(Beginning of Given records)
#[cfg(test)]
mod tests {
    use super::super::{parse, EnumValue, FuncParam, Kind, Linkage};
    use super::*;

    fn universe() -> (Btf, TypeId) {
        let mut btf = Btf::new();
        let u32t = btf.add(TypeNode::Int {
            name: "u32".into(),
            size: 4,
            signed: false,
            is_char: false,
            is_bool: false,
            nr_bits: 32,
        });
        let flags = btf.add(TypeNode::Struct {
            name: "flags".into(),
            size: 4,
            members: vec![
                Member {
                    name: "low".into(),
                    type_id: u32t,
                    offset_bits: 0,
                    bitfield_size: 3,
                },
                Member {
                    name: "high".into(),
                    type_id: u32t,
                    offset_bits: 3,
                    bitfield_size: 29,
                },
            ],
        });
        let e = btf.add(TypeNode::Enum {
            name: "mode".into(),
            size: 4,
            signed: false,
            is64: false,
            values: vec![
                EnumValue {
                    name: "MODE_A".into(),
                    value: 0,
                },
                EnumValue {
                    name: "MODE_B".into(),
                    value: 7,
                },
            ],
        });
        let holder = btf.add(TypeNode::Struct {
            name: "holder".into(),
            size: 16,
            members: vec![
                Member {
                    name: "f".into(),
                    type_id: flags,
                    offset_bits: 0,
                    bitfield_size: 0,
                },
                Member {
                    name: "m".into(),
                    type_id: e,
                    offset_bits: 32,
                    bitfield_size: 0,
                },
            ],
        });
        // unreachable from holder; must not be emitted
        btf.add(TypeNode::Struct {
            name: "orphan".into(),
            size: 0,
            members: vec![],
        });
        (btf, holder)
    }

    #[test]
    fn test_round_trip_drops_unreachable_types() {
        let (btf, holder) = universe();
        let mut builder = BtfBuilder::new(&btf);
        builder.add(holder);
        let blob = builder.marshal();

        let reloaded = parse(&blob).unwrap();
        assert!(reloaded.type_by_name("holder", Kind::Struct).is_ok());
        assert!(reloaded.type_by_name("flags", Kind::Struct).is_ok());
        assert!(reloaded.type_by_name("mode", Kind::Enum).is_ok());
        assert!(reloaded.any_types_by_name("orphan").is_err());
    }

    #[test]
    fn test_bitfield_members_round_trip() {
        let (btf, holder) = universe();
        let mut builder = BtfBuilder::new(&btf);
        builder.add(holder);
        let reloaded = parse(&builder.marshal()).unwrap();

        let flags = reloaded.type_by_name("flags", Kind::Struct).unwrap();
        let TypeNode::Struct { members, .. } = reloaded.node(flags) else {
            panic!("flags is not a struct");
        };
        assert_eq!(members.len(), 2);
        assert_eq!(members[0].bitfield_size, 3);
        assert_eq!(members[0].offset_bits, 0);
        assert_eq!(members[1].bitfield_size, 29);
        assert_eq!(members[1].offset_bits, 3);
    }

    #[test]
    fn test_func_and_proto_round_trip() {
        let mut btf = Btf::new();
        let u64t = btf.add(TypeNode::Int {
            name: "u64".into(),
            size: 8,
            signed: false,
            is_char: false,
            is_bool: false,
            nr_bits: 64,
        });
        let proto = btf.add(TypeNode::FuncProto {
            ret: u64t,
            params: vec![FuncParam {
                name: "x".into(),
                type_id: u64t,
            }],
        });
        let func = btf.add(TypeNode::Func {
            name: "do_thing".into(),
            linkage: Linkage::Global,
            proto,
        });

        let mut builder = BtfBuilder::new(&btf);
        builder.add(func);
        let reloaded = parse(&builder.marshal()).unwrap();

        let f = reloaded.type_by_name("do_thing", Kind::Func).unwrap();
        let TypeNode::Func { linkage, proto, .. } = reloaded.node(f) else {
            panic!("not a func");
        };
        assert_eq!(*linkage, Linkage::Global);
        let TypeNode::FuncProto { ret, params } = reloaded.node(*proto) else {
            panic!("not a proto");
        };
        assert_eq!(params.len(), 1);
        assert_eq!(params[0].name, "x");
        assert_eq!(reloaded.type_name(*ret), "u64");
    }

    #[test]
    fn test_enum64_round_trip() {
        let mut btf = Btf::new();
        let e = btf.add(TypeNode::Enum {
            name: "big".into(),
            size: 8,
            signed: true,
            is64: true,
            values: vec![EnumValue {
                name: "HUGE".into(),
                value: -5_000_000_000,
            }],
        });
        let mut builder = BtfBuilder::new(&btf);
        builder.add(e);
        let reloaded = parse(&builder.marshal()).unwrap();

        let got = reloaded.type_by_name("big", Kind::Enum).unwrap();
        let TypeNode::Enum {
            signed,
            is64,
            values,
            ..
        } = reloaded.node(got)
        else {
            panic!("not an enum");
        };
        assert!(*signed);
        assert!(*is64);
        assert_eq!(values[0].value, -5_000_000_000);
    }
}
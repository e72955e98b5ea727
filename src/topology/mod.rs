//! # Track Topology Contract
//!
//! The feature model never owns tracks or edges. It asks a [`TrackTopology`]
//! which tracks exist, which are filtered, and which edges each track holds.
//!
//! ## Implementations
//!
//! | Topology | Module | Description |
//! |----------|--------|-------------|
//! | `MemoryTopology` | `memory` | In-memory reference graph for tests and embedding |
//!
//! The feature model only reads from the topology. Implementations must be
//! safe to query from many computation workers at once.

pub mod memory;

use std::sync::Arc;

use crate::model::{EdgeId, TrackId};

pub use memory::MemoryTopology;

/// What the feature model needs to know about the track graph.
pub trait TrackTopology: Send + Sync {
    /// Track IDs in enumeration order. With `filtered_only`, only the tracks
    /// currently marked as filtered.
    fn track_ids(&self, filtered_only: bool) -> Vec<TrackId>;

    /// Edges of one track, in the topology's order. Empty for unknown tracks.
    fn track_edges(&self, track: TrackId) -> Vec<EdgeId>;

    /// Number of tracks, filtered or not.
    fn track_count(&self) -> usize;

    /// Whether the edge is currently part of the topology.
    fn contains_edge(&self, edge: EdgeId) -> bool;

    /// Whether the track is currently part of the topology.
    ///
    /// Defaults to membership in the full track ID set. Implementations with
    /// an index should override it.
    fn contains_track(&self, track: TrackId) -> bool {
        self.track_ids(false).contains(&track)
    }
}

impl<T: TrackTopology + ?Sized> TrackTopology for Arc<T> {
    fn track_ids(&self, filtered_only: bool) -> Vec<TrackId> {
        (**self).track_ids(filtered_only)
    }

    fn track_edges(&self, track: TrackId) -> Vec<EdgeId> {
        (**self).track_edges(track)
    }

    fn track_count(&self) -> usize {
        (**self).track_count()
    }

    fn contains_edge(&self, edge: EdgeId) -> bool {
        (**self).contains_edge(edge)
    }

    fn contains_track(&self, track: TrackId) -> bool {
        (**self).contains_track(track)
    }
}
(End of Given records)
--- What is required ---
Repeat the entire listing above without changing a word.

--- Result of this task ---
#[cfg(test)]
mod tests {
    use super::super::{parse, EnumValue, FuncParam, Kind, Linkage};
    use super::*;

    fn universe() -> (Btf, TypeId) {
        let mut btf = Btf::new();
        let u32t = btf.add(TypeNode::Int {
            name: "u32".into(),
            size: 4,
            signed: false,
            is_char: false,
            is_bool: false,
            nr_bits: 32,
        });
        let flags = btf.add(TypeNode::Struct {
            name: "flags".into(),
            size: 4,
            members: vec![
                Member {
                    name: "low".into(),
                    type_id: u32t,
                    offset_bits: 0,
                    bitfield_size: 3,
                },
                Member {
                    name: "high".into(),
                    type_id: u32t,
                    offset_bits: 3,
                    bitfield_size: 29,
                },
            ],
        });
        let e = btf.add(TypeNode::Enum {
            name: "mode".into(),
            size: 4,
            signed: false,
            is64: false,
            values: vec![
                EnumValue {
                    name: "MODE_A".into(),
                    value: 0,
                },
                EnumValue {
                    name: "MODE_B".into(),
                    value: 7,
                },
            ],
        });
        let holder = btf.add(TypeNode::Struct {
            name: "holder".into(),
            size: 16,
            members: vec![
                Member {
                    name: "f".into(),
                    type_id: flags,
                    offset_bits: 0,
                    bitfield_size: 0,
                },
                Member {
                    name: "m".into(),
                    type_id: e,
                    offset_bits: 32,
                    bitfield_size: 0,
                },
            ],
        });
        // unreachable from holder; must not be emitted
        btf.add(TypeNode::Struct {
            name: "orphan".into(),
            size: 0,
            members: vec![],
        });
        (btf, holder)
    }

    #[test]
    fn test_round_trip_drops_unreachable_types() {
        let (btf, holder) = universe();
        let mut builder = BtfBuilder::new(&btf);
        builder.add(holder);
        let blob = builder.marshal();

        let reloaded = parse(&blob).unwrap();
        assert!(reloaded.type_by_name("holder", Kind::Struct).is_ok());
        assert!(reloaded.type_by_name("flags", Kind::Struct).is_ok());
        assert!(reloaded.type_by_name("mode", Kind::Enum).is_ok());
        assert!(reloaded.any_types_by_name("orphan").is_err());
    }

    #[test]
    fn test_bitfield_members_round_trip() {
        let (btf, holder) = universe();
        let mut builder = BtfBuilder::new(&btf);
        builder.add(holder);
        let reloaded = parse(&builder.marshal()).unwrap();

        let flags = reloaded.type_by_name("flags", Kind::Struct).unwrap();
        let TypeNode::Struct { members, .. } = reloaded.node(flags) else {
            panic!("flags is not a struct");
        };
        assert_eq!(members.len(), 2);
        assert_eq!(members[0].bitfield_size, 3);
        assert_eq!(members[0].offset_bits, 0);
        assert_eq!(members[1].bitfield_size, 29);
        assert_eq!(members[1].offset_bits, 3);
    }

    #[test]
    fn test_func_and_proto_round_trip() {
        let mut btf = Btf::new();
        let u64t = btf.add(TypeNode::Int {
            name: "u64".into(),
            size: 8,
            signed: false,
            is_char: false,
            is_bool: false,
            nr_bits: 64,
        });
        let proto = btf.add(TypeNode::FuncProto {
            ret: u64t,
            params: vec![FuncParam {
                name: "x".into(),
                type_id: u64t,
            }],
        });
        let func = btf.add(TypeNode::Func {
            name: "do_thing".into(),
            linkage: Linkage::Global,
            proto,
        });

        let mut builder = BtfBuilder::new(&btf);
        builder.add(func);
        let reloaded = parse(&builder.marshal()).unwrap();

        let f = reloaded.type_by_name("do_thing", Kind::Func).unwrap();
        let TypeNode::Func { linkage, proto, .. } = reloaded.node(f) else {
            panic!("not a func");
        };
        assert_eq!(*linkage, Linkage::Global);
        let TypeNode::FuncProto { ret, params } = reloaded.node(*proto) else {
            panic!("not a proto");
        };
        assert_eq!(params.len(), 1);
        assert_eq!(params[0].name, "x");
        assert_eq!(reloaded.type_name(*ret), "u64");
    }

    #[test]
    fn test_enum64_round_trip() {
        let mut btf = Btf::new();
        let e = btf.add(TypeNode::Enum {
            name: "big".into(),
            size: 8,
            signed: true,
            is64: true,
            values: vec![EnumValue {
                name: "HUGE".into(),
                value: -5_000_000_000,
            }],
        });
        let mut builder = BtfBuilder::new(&btf);
        builder.add(e);
        let reloaded = parse(&builder.marshal()).unwrap();

        let got = reloaded.type_by_name("big", Kind::Enum).unwrap();
        let TypeNode::Enum {
            signed,
            is64,
            values,
            ..
        } = reloaded.node(got)
        else {
            panic!("not an enum");
        };
        assert!(*signed);
        assert!(*is64);
        assert_eq!(values[0].value, -5_000_000_000);
    }
}
repository e72955e98b5ea727
filename src/topology/mod.rs
//! # Track Topology Contract
//!
//! The feature model never owns tracks or edges. It asks a [`TrackTopology`]
//! which tracks exist, which are filtered, and which edges each track holds.
//!
//! ## Implementations
//!
//! | Topology | Module | Description |
//! |----------|--------|-------------|
//! | `MemoryTopology` | `memory` | In-memory reference graph for tests and embedding |
//!
//! The feature model only reads from the topology. Implementations must be
//! safe to query from many computation workers at once.

pub mod memory;

use std::sync::Arc;

use crate::model::{EdgeId, TrackId};

pub use memory::MemoryTopology;

/// What the feature model needs to know about the track graph.
pub trait TrackTopology: Send + Sync {
    /// Track IDs in enumeration order. With `filtered_only`, only the tracks
    /// currently marked as filtered.
    fn track_ids(&self, filtered_only: bool) -> Vec<TrackId>;

    /// Edges of one track, in the topology's order. Empty for unknown tracks.
    fn track_edges(&self, track: TrackId) -> Vec<EdgeId>;

    /// Number of tracks, filtered or not.
    fn track_count(&self) -> usize;

    /// Whether the edge is currently part of the topology.
    fn contains_edge(&self, edge: EdgeId) -> bool;

    /// Whether the track is currently part of the topology.
    ///
    /// Defaults to membership in the full track ID set. Implementations with
    /// an index should override it.
    fn contains_track(&self, track: TrackId) -> bool {
        self.track_ids(false).contains(&track)
    }
}

impl<T: TrackTopology + ?Sized> TrackTopology for Arc<T> {
    fn track_ids(&self, filtered_only: bool) -> Vec<TrackId> {
        (**self).track_ids(filtered_only)
    }

    fn track_edges(&self, track: TrackId) -> Vec<EdgeId> {
        (**self).track_edges(track)
    }

    fn track_count(&self) -> usize {
        (**self).track_count()
    }

    fn contains_edge(&self, edge: EdgeId) -> bool {
        (**self).contains_edge(edge)
    }

    fn contains_track(&self, track: TrackId) -> bool {
        (**self).contains_track(track)
    }
}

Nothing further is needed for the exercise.